Our opportunities to fight for God were taken away, and in exchange we were given indulgence to sin. The pre-Vatican II Church considered all its members to be called to holiness. The post-Vatican II Church repudiates this by calling into question whether we must obey the moral law’s demands.

The final point Bonald makes is important. Marriage is for most. Some people are celibate: they do not burn with lust. But most of us do. We desire: our most common sin is sexual. And Paul has a very simple rule: if you can no longer control yourself, marry.

Marry quick. Procreate under the blankets. Make not bastards.

Do not pretend that we are gelded, Be realistic about our sexual desire — for provision, status, cuteness. Have no place for scandal.

The liberals want to burn all our institutions, and burn them down. As if instead of using the marital bed to quench desire and lead us to prayer, we let our unfulfilled desires, greed and covetous to incinerate everything. And we burn continually. building our own hell.

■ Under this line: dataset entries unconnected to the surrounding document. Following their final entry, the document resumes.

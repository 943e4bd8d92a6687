use serde::{Deserialize, Serialize};

use super::common::Pagination;

/// App catalogue entry
#[derive(Debug, Clone, PartialEq, Serialize, Deserialize)]
pub struct App {
    pub id: String,
    pub name: String,
    #[serde(default)]
    pub name_slug: Option<String>,
    #[serde(default)]
    pub auth_type: Option<String>,
    #[serde(default)]
    pub description: Option<String>,
    #[serde(default)]
    pub img_src: Option<String>,
    /// JSON array encoded as a string
    #[serde(default)]
    pub custom_fields_json: Option<String>,
    #[serde(default)]
    pub categories: Vec<String>,
}

/// Filters for `list_apps`
#[derive(Debug, Clone, Default)]
pub struct AppListQuery {
    /// Free-text search
    pub q: Option<String>,
    pub has_components: bool,
    pub has_actions: bool,
    pub has_triggers: bool,
    pub pagination: Pagination,
}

Now concerning the matters about which you wrote: “It is good for a man not to have sexual relations with a woman.” But because of the temptation to sexual immorality, each man should have his own wife and each woman her own husband. The husband should give to his wife her conjugal rights, and likewise the wife to her husband. For the wife does not have authority over her own body, but the husband does. Likewise the husband does not have authority over his own body, but the wife does. Do not deprive one another, except perhaps by agreement for a limited time, that you may devote yourselves to prayer; but then come together again, so that Satan may not tempt you because of your lack of self-control.

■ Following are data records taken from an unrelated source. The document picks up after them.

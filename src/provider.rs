//! Collaborators the engine is given by its host, and the entity cache.
//!
//! The engine never reflects over application code. Everything it knows
//! about entities, enumerations, sub-expressions and declared method return
//! types arrives through these traits.
use std::cell::RefCell;
use std::collections::{BTreeSet, HashMap};
use serde::{Deserialize, Serialize};

use crate::config::Config;
use crate::error::{CatalogError, Result};
use crate::expr::{Expr, Scope};
use crate::ty::{Literal, ScalarKind, Type};

// ------------------------------- Catalog --------------------------------- //

#[derive(Clone, Debug, PartialEq, Serialize, Deserialize)]
pub struct Column {
    pub name: String,
    #[serde(rename = "type")]
    pub ty: Type,
    #[serde(default)]
    pub nullable: bool,
}

#[derive(Clone, Debug, Default, PartialEq, Serialize, Deserialize)]
pub struct Visibility {
    /// When non-empty, only these columns are serialized.
    #[serde(default)]
    pub visible: BTreeSet<String>,
    #[serde(default)]
    pub hidden: BTreeSet<String>,
}

impl Visibility {
    pub fn allows(&self, name: &str) -> bool {
        !self.hidden.contains(name) && (self.visible.is_empty() || self.visible.contains(name))
    }
}

#[derive(Clone, Debug, PartialEq, Serialize, Deserialize)]
pub struct Relation {
    pub target: String,
    /// To-many relations load a list of rows; to-one a nullable row.
    #[serde(default)]
    pub many: bool,
}

#[derive(Clone, Debug, PartialEq, Serialize, Deserialize)]
pub struct EnumDescriptor {
    pub backing: ScalarKind,
    pub values: Vec<Literal>,
}

pub trait EntityCatalogProvider {
    fn get_columns(&self, entity: &str) -> Result<Vec<Column>, CatalogError>;

    fn get_visibility(&self, _entity: &str) -> Visibility {
        Visibility::default()
    }

    /// Table backing the entity; used to honor `table.column` qualifiers.
    fn table_name(&self, _entity: &str) -> Option<String> {
        None
    }

    fn get_relation(&self, _entity: &str, _name: &str) -> Option<Relation> {
        None
    }

    fn get_enum(&self, name: &str) -> Result<EnumDescriptor, CatalogError> {
        Err(CatalogError::UnknownEnum(name.to_string()))
    }
}

// ------------------------------ Expressions ------------------------------ //

/// Types arbitrary sub-expressions. `outer` is the resolver to recurse with,
/// so nested call chains can go back through the engine.
pub trait ExpressionTypeResolver {
    fn resolve_type(&self, expr: &Expr, scope: &Scope, outer: &dyn ExpressionTypeResolver) -> Type;
}

/// Computes what a callable returns for the given positional argument types.
/// `None` when `callable` is not something callable.
pub trait CallableReturnResolver {
    fn resolve_callable_return(
        &self,
        callable: &Expr,
        args: &[Type],
        scope: &Scope,
        outer: &dyn ExpressionTypeResolver,
    ) -> Option<Type>;
}

/// The two canonical builder contracts a chain step may belong to.
#[derive(Clone, Copy, Debug, PartialEq, Eq, Hash, Serialize, Deserialize)]
#[serde(rename_all = "snake_case")]
pub enum Contract {
    /// ORM-level builder (relations, model hydration).
    Eloquent,
    /// Raw query builder.
    Query,
}

impl Contract {
    /// Lookup order for declared-method fallbacks.
    pub const ORDER: [Contract; 2] = [Contract::Eloquent, Contract::Query];
}

pub trait DeclaredMethodResolver {
    fn has_method(&self, contract: Contract, method: &str) -> bool;

    fn resolve_declared_method_return(
        &self,
        contract: Contract,
        method: &str,
        args: &[Type],
    ) -> Option<Type>;
}

// -------------------------------- Cache ---------------------------------- //

/// What a cached row depends on: the entity and the policy it was built
/// under. A lenient engine may cache a degraded row that a strict one must
/// not see.
#[derive(Clone, Debug, PartialEq, Eq, Hash)]
pub struct RowKey {
    pub entity: String,
    pub max_depth: usize,
    pub strict: bool,
}

impl RowKey {
    pub fn new(entity: &str, config: &Config) -> Self {
        Self { entity: entity.to_string(), max_depth: config.max_depth, strict: config.strict }
    }
}

/// Memoized full rows keyed by entity and policy.
///
/// Valid for the lifetime of the process that filled it; entries are never
/// invalidated. Interior mutability is a `RefCell`, so a cache belongs to one
/// thread; a multi-threaded host keeps one cache per thread or serializes
/// writes per key itself.
#[derive(Debug, Default)]
pub struct EntityCache {
    rows: RefCell<HashMap<RowKey, Type>>,
}

impl EntityCache {
    pub fn new() -> Self { Self::default() }

    pub fn get(&self, key: &RowKey) -> Option<Type> {
        self.rows.borrow().get(key).cloned()
    }

    /// Compute once, then read. Failures are not cached.
    pub fn get_or_try_insert<E>(
        &self,
        key: RowKey,
        compute: impl FnOnce() -> std::result::Result<Type, E>,
    ) -> std::result::Result<Type, E> {
        if let Some(hit) = self.get(&key) {
            return Ok(hit);
        }
        let row = compute()?;
        self.rows.borrow_mut().entry(key).or_insert(row.clone());
        Ok(row)
    }

    pub fn len(&self) -> usize { self.rows.borrow().len() }

    pub fn is_empty(&self) -> bool { self.rows.borrow().is_empty() }
}

#[cfg(test)]
mod tests {
    use super::*;

    #[test]
    fn cache_computes_once() {
        let cache = EntityCache::new();
        let key = RowKey::new("User", &Config::default());
        let mut calls = 0;
        for _ in 0..3 {
            let row = cache.get_or_try_insert::<()>(key.clone(), || { calls += 1; Ok(Type::integer()) });
            assert_eq!(row, Ok(Type::integer()));
        }
        assert_eq!(calls, 1);
        assert_eq!(cache.len(), 1);
    }

    #[test]
    fn cache_skips_failures() {
        let cache = EntityCache::new();
        let err = cache.get_or_try_insert(RowKey::new("User", &Config::default()), || Err("boom"));
        assert_eq!(err, Err("boom"));
        assert!(cache.is_empty());
    }

    #[test]
    fn rows_are_kept_apart_per_policy() {
        let cache = EntityCache::new();
        let lenient = RowKey::new("User", &Config::default());
        let strict = RowKey::new("User", &Config { strict: true, ..Config::default() });
        let shallow = RowKey::new("User", &Config { max_depth: 2, ..Config::default() });
        cache.get_or_try_insert::<()>(lenient.clone(), || Ok(Type::integer())).unwrap();
        assert_eq!(cache.get(&lenient), Some(Type::integer()));
        assert_eq!(cache.get(&strict), None);
        assert_eq!(cache.get(&shallow), None);
    }

    #[test]
    fn visibility_prefers_hidden() {
        let vis = Visibility {
            visible: ["id".to_string(), "password".to_string()].into(),
            hidden: ["password".to_string()].into(),
        };
        assert!(vis.allows("id"));
        assert!(!vis.allows("password"));
        assert!(!vis.allows("email"));
    }
}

Now as a concession, not a command, I say this. I wish that all were as I myself am. But each has his own gift from God, one of one kind and one of another.

To the unmarried and the widows I say that it is good for them to remain single as I am. But if they cannot exercise self-control, they should marry. For it is better to marry than to burn with passion.

(1 Corinthians 7:1-9 ESV)

If I can be bold, as a person whose marriage blew up (and has to deal with the consequences of this daily)… do not, wife, withold because your are angry. Let yourself be seduced. Do not let your anger kill your desire, husband. Leave her truly satiated.

And if you are going to fast from this, do it by agreement. For sex does bind you together, More than prayer: prayer binds us to Christ. And it the congregation, we should share much, indeed at times all, but not our wives.